Data PreProcessing


In [None]:
import pandas as pd
import os
from pathlib import Path

# Load data
project_root = Path(os.getcwd()).resolve().parent
data_path = project_root / "data" / "raw" / "crime_dataset_india.csv"

df = pd.read_csv(data_path)

# Basic cleaning
df.columns = df.columns.str.strip()
df["City"] = df["City"].str.strip().str.title()  # Normalize city names

# Crime count per city
crime_city = df["City"].value_counts().reset_index()
crime_city.columns = ["City", "Crime Count"]

print(crime_city.head())

In [None]:
import pandas as pd
from pathlib import Path

def preprocess_crime_data(raw_path, save_path):
    # Load raw data
    df = pd.read_csv(raw_path)

    # Convert dates & extract year/month
    df['Date of Occurrence'] = pd.to_datetime(df['Date of Occurrence'], errors='coerce')
    df = df.dropna(subset=['Date of Occurrence'])
    df['Year'] = df['Date of Occurrence'].dt.year
    df['Month'] = df['Date of Occurrence'].dt.month

    # Normalize city names
    df['City'] = df['City'].str.strip().str.title()

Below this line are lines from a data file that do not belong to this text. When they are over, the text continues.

//! Render command implementation
//!
//! Renders one clip and writes it as a WAV file.

use anyhow::{Context, Result};
use colored::Colorize;
use seedwave_audio::{render_clip, ClipSummary};
use serde::{Deserialize, Serialize};
use std::fs;
use std::path::Path;
use std::process::ExitCode;
use tracing::info;

use super::reporting::{print_summary, resolve_seed};

/// JSON output for the render command.
#[derive(Debug, Clone, Serialize, Deserialize)]
pub struct RenderOutput {
    /// Path the WAV was written to.
    pub output: String,
    /// Seed given on the command line.
    pub base_seed: i32,
    /// Item index, when the seed was derived.
    #[serde(skip_serializing_if = "Option::is_none")]
    pub index: Option<i32>,
    /// Size of the written file.
    pub bytes: usize,
    /// Render summary.
    pub summary: ClipSummary,
}

/// Renders the clip and writes it to `output`.
pub fn render_to_file(seed: i32, index: Option<i32>, output: &Path) -> Result<RenderOutput> {
    let render_seed = resolve_seed(seed, index);
    let clip = render_clip(render_seed)
        .with_context(|| format!("Failed to render clip for seed {}", render_seed))?;

    if let Some(parent) = output.parent().filter(|p| !p.as_os_str().is_empty()) {
        fs::create_dir_all(parent)
            .with_context(|| format!("Failed to create directory: {}", parent.display()))?;
    }
    fs::write(output, &clip.wav.wav_data)
        .with_context(|| format!("Failed to write WAV file: {}", output.display()))?;

    info!(seed = render_seed, path = %output.display(), "wrote clip");

    Ok(RenderOutput {
        output: output.display().to_string(),
        base_seed: seed,
        index,
        bytes: clip.wav.wav_data.len(),
        summary: clip.summary,
    })
}

/// Run the render command
///
/// # Arguments
/// * `seed` - Clip seed, or base seed when `index` is given
/// * `index` - Optional catalog item index
/// * `output` - Output WAV path
/// * `json_output` - Whether to output machine-readable JSON
pub fn run(seed: i32, index: Option<i32>, output: &str, json_output: bool) -> Result<ExitCode> {
    let result = render_to_file(seed, index, Path::new(output))?;

    if json_output {
        let json = serde_json::to_string_pretty(&result).context("Failed to serialize output")?;
        println!("{}", json);
    } else {
        println!("{} {}", "Rendered:".green().bold(), result.output);
        if let Some(index) = result.index {
            println!(
                "  {} base {} item {}",
                "Derived from:".dimmed(),
                result.base_seed,
                index
            );
        }
        print_summary(&result.summary);
        println!("  {} {} bytes", "Size:".dimmed(), result.bytes);
    }

    Ok(ExitCode::SUCCESS)
}

#[cfg(test)]
mod tests {
    use super::*;

    #[test]
    fn test_render_to_file_writes_wav() {
        let dir = tempfile::tempdir().unwrap();
        let path = dir.path().join("nested").join("clip.wav");

        let result = render_to_file(12345, Some(1), &path).unwrap();

        let bytes = fs::read(&path).unwrap();
        assert_eq!(bytes.len(), result.bytes);
        assert_eq!(&bytes[0..4], b"RIFF");
        assert_eq!(result.summary.seed, 382_696);
        assert_eq!(result.index, Some(1));
    }
}
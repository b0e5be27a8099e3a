//! Derive-seed command implementation

use anyhow::Result;
use seedwave_audio::derive_item_seed;
use std::process::ExitCode;

/// Run the derive-seed command, printing the item seed on stdout.
pub fn run(seed: i32, index: i32) -> Result<ExitCode> {
    println!("{}", derive_item_seed(seed, index));
    Ok(ExitCode::SUCCESS)
}
//! Sine tone with ADSR envelope.

use std::f64::consts::TAU;

use crate::buffer::silence;
use crate::envelope::EnvelopeShape;
use crate::error::AudioResult;
use crate::rng::SeedSource;

use super::Synthesizer;

/// Enveloped sine oscillator.
#[derive(Debug, Clone, Copy)]
pub struct ToneSynth {
    /// Frequency in Hz.
    pub frequency: f64,
    /// Peak amplitude.
    pub amplitude: f64,
}

impl ToneSynth {
    /// Creates a tone renderer.
    pub fn new(frequency: f64, amplitude: f64) -> Self {
        Self {
            frequency,
            amplitude,
        }
    }
}

impl Synthesizer for ToneSynth {
    fn synthesize(
        &self,
        num_samples: usize,
        sample_rate: f64,
        _source: &mut SeedSource,
    ) -> AudioResult<Vec<f64>> {
        let envelope = EnvelopeShape::for_note(num_samples);
        let mut output = silence(num_samples)?;

        // Phase is computed from the sample index, not accumulated, so long
        // notes do not drift.
        let step = TAU * self.frequency / sample_rate;
        for (i, sample) in output.iter_mut().enumerate() {
            *sample = (step * i as f64).sin() * envelope.level(i) * self.amplitude;
        }

        Ok(output)
    }
}
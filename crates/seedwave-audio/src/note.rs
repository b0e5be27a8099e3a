//! Note events, tracks, and pitch conversion.

use serde::{Deserialize, Serialize};

/// Reference pitch number for A4.
pub const A4_PITCH: i32 = 69;

/// Frequency of A4 in Hz.
pub const A4_FREQ: f64 = 440.0;

/// Convert a MIDI-style pitch number to frequency in Hz.
///
/// Uses the equal-tempered formula: f = 440 * 2^((n-69)/12).
///
/// # Examples
/// ```
/// use seedwave_audio::note::pitch_to_freq;
///
/// assert!((pitch_to_freq(69) - 440.0).abs() < 1e-9);
/// assert!((pitch_to_freq(81) - 880.0).abs() < 1e-9);
/// ```
pub fn pitch_to_freq(pitch: i32) -> f64 {
    A4_FREQ * 2.0_f64.powf((pitch - A4_PITCH) as f64 / 12.0)
}

/// Which renderer a note is dispatched to.
#[derive(Debug, Clone, Copy, PartialEq, Eq, Serialize, Deserialize)]
#[serde(rename_all = "snake_case")]
pub enum Voice {
    /// Sine oscillator shaped by an ADSR envelope.
    Sine,
    /// Noise burst with exponential decay.
    Noise,
}

/// A single scheduled note. Immutable once created.
#[derive(Debug, Clone, Copy, PartialEq, Serialize, Deserialize)]
pub struct NoteEvent {
    /// Renderer for this note.
    pub voice: Voice,
    /// Semitone pitch number (69 = A4). Ignored by the noise renderer.
    pub pitch: i32,
    /// Start time in seconds.
    pub start: f64,
    /// Duration in seconds.
    pub duration: f64,
    /// Peak amplitude in (0, 1].
    pub amplitude: f64,
}

impl NoteEvent {
    /// Creates a tonal note.
    pub fn tone(pitch: i32, start: f64, duration: f64, amplitude: f64) -> Self {
        Self {
            voice: Voice::Sine,
            pitch,
            start,
            duration,
            amplitude,
        }
    }

    /// Creates a noise burst.
    pub fn noise(start: f64, duration: f64, amplitude: f64) -> Self {
        Self {
            voice: Voice::Noise,
            pitch: 0,
            start,
            duration,
            amplitude,
        }
    }

    /// Fundamental frequency of this note in Hz.
    pub fn frequency(&self) -> f64 {
        pitch_to_freq(self.pitch)
    }

    /// End time in seconds.
    pub fn end(&self) -> f64 {
        self.start + self.duration
    }
}

/// An ordered sequence of note events for one instrument.
///
/// Events may overlap; the mixer sums them.
#[derive(Debug, Clone, Default, PartialEq, Serialize, Deserialize)]
pub struct Track {
    /// Track name used in logs and summaries.
    pub name: String,
    /// Events in start-time order.
    pub events: Vec<NoteEvent>,
}

impl Track {
    /// Creates an empty named track.
    pub fn new(name: impl Into<String>) -> Self {
        Self {
            name: name.into(),
            events: Vec::new(),
        }
    }

    /// Appends an event.
    pub fn push(&mut self, event: NoteEvent) {
        self.events.push(event);
    }

    /// Number of events.
    pub fn len(&self) -> usize {
        self.events.len()
    }

    /// Returns true if the track has no events.
    pub fn is_empty(&self) -> bool {
        self.events.is_empty()
    }

    /// Latest end time of any event, or 0 for an empty track.
    pub fn span(&self) -> f64 {
        self.events.iter().map(NoteEvent::end).fold(0.0, f64::max)
    }
}
//! Error types for the audio core.

use thiserror::Error;

/// Result type for audio operations.
pub type AudioResult<T> = Result<T, AudioError>;

/// Errors that can occur while rendering a clip.
///
/// Rendering is a pure computation over fixed-size buffers, so the only
/// condition expected in practice is [`AudioError::Allocation`].
#[derive(Debug, Error)]
pub enum AudioError {
    /// A working buffer could not be reserved.
    #[error("failed to allocate a buffer of {samples} samples")]
    Allocation {
        /// Requested buffer length in samples.
        samples: usize,
    },

    /// Invalid parameter value.
    #[error("invalid parameter '{name}': {message}")]
    InvalidParameter {
        /// Parameter name.
        name: String,
        /// Error message.
        message: String,
    },

    /// I/O error while writing the container.
    #[error("I/O error: {0}")]
    Io(#[from] std::io::Error),
}

impl AudioError {
    /// Creates an invalid parameter error.
    pub fn invalid_param(name: impl Into<String>, message: impl Into<String>) -> Self {
        Self::InvalidParameter {
            name: name.into(),
            message: message.into(),
        }
    }

    /// Stable error code for programmatic handling.
    pub fn code(&self) -> &'static str {
        match self {
            AudioError::Allocation { .. } => "AUDIO_001",
            AudioError::InvalidParameter { .. } => "AUDIO_002",
            AudioError::Io(_) => "AUDIO_003",
        }
    }
}

#[cfg(test)]
mod tests {
    use super::*;

    #[test]
    fn test_invalid_param_helper() {
        let err = AudioError::invalid_param("gain", "must be finite");
        assert!(err.to_string().contains("gain"));
        assert!(err.to_string().contains("must be finite"));
        assert_eq!(err.code(), "AUDIO_002");
    }

    #[test]
    fn test_allocation_message() {
        let err = AudioError::Allocation { samples: 661_500 };
        assert_eq!(err.to_string(), "failed to allocate a buffer of 661500 samples");
        assert_eq!(err.code(), "AUDIO_001");
    }
}
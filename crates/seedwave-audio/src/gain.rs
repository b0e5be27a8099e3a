//! Output gain and hard limiting.

/// Fixed output gain applied after the reverb.
pub const OUTPUT_GAIN: f64 = 2.5;

/// Statistics gathered while applying the gain stage.
#[derive(Debug, Clone, Copy, Default, PartialEq)]
pub struct GainReport {
    /// Largest absolute sample before gain.
    pub input_peak: f64,
    /// Largest absolute sample after gain and clamping.
    pub output_peak: f64,
    /// Number of samples that hit the limiter.
    pub clipped_samples: usize,
}

/// Multiplies every sample by `gain` and clamps the result to `[-1, 1]`.
///
/// Out-of-range samples are clamped, never rescaled.
///
/// # Arguments
/// * `samples` - Samples to process in place
/// * `gain` - Linear gain factor
///
/// # Returns
/// Peak levels before and after, and the number of clamped samples
pub fn apply(samples: &mut [f64], gain: f64) -> GainReport {
    let mut report = GainReport::default();

    for sample in samples.iter_mut() {
        report.input_peak = report.input_peak.max(sample.abs());

        let amplified = *sample * gain;
        let limited = amplified.clamp(-1.0, 1.0);
        if limited != amplified {
            report.clipped_samples += 1;
        }

        report.output_peak = report.output_peak.max(limited.abs());
        *sample = limited;
    }

    report
}

#[cfg(test)]
mod tests {
    use super::*;

    #[test]
    fn test_gain_scales_in_range_samples() {
        let mut samples = vec![0.1, -0.2, 0.0];
        let report = apply(&mut samples, OUTPUT_GAIN);
        assert!((samples[0] - 0.25).abs() < 1e-12);
        assert!((samples[1] + 0.5).abs() < 1e-12);
        assert_eq!(samples[2], 0.0);
        assert_eq!(report.clipped_samples, 0);
        assert!((report.input_peak - 0.2).abs() < 1e-12);
    }

    #[test]
    fn test_hard_clamp_not_rescale() {
        let mut samples = vec![0.5, -0.9, 0.2];
        let report = apply(&mut samples, OUTPUT_GAIN);
        assert_eq!(samples[0], 1.0);
        assert_eq!(samples[1], -1.0);
        // Unclipped samples keep their scaled value.
        assert!((samples[2] - 0.5).abs() < 1e-12);
        assert_eq!(report.clipped_samples, 2);
        assert_eq!(report.output_peak, 1.0);
    }

    #[test]
    fn test_exactly_at_limit_is_not_clipped() {
        let mut samples = vec![0.5];
        let report = apply(&mut samples, 2.0);
        assert_eq!(samples[0], 1.0);
        assert_eq!(report.clipped_samples, 0);
    }
}
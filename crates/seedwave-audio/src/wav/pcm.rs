//! PCM data extraction and hashing.

/// Extracts the `data` chunk payload from a WAV file buffer.
///
/// Walks the RIFF chunk list, so extra chunks before `data` are skipped.
/// Returns `None` if the buffer is not a RIFF/WAVE file or has no complete
/// `data` chunk.
pub fn extract_pcm_data(wav_data: &[u8]) -> Option<&[u8]> {
    if wav_data.len() < 12 {
        return None;
    }

    if &wav_data[0..4] != b"RIFF" || &wav_data[8..12] != b"WAVE" {
        return None;
    }

    let mut pos = 12;
    while pos + 8 <= wav_data.len() {
        let chunk_id = &wav_data[pos..pos + 4];
        let chunk_size = u32::from_le_bytes([
            wav_data[pos + 4],
            wav_data[pos + 5],
            wav_data[pos + 6],
            wav_data[pos + 7],
        ]) as usize;

        let data_start = pos + 8;
        let data_end = data_start.checked_add(chunk_size)?;

        if chunk_id == b"data" {
            return wav_data.get(data_start..data_end);
        }

        // Chunks are word aligned.
        pos = data_end + (chunk_size & 1);
    }

    None
}

/// BLAKE3 hash of the PCM payload of a WAV file, as lowercase hex.
///
/// # Arguments
/// * `wav_data` - Complete WAV file bytes
///
/// # Returns
/// 64-character hex hash, or `None` if there is no `data` chunk
pub fn compute_pcm_hash(wav_data: &[u8]) -> Option<String> {
    extract_pcm_data(wav_data).map(|pcm| blake3::hash(pcm).to_hex().to_string())
}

    # City to State mapping (add or adjust if needed)
    city_to_state = {
        "Ahmedabad": "Gujarat",
        "Chennai": "Tamil Nadu",
        "Ludhiana": "Punjab",
        "Pune": "Maharashtra",
        "Delhi": "Delhi",
        "Mumbai": "Maharashtra",
        "Bangalore": "Karnataka",
        "Hyderabad": "Telangana",
        "Kolkata": "West Bengal",
        "Jaipur": "Rajasthan",
        "Lucknow": "Uttar Pradesh",
        "Kanpur": "Uttar Pradesh",
        "Surat": "Gujarat",
        "Nagpur": "Maharashtra",
        "Agra": "Uttar Pradesh",
        "Visakhapatnam": "Andhra Pradesh",
        "Thane": "Maharashtra",
        "Ghaziabad": "Uttar Pradesh",
        "Indore": "Madhya Pradesh",
        "Patna": "Bihar",
        "Bhopal": "Madhya Pradesh",
        "Meerut": "Uttar Pradesh",
        "Srinagar": "Jammu and Kashmir",
        "Nashik": "Maharashtra",
        "Vasai": "Maharashtra",
        "Varanasi": "Uttar Pradesh",
        "Kalyan": "Maharashtra",
        "Faridabad": "Haryana",
        "Rajkot": "Gujarat",
    }
    df['State'] = df['City'].map(city_to_state)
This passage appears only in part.